__Description of the task__
Report, from the records below, every line where the word "many" appears.

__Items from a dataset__
**********

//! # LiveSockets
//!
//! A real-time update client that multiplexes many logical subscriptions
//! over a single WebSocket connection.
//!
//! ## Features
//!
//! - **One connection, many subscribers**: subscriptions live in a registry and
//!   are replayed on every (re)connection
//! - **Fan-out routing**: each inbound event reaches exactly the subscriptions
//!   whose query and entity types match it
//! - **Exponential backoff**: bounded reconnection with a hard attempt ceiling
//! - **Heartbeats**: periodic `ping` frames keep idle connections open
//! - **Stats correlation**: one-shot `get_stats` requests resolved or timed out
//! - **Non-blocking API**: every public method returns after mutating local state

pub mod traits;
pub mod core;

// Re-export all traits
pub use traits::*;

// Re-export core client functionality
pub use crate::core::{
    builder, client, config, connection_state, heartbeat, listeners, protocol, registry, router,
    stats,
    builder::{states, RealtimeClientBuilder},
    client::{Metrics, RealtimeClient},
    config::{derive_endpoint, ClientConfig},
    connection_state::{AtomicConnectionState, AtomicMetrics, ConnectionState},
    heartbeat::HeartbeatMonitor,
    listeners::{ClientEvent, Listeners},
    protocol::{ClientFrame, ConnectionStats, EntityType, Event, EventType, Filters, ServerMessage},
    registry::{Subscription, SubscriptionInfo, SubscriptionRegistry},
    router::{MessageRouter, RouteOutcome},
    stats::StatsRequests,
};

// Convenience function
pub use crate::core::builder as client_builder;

**********

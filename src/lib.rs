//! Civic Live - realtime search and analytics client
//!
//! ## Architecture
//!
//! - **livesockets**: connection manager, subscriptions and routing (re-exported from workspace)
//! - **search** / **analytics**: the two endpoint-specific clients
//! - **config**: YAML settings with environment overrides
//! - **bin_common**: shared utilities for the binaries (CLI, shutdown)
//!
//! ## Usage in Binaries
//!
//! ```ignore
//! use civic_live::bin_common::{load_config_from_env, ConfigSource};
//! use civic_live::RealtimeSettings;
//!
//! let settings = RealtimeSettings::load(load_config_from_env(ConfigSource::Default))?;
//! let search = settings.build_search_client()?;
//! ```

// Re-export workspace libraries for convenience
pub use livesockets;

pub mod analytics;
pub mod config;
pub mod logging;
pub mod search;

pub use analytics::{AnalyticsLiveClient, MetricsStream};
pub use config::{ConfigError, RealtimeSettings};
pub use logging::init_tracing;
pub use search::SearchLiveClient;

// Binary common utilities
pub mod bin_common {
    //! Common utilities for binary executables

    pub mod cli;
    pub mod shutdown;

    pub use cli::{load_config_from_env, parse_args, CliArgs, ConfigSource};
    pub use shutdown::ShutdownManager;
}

**********

__Expected answer__
//! A real-time update client that multiplexes many logical subscriptions
//! - **One connection, many subscribers**: subscriptions live in a registry and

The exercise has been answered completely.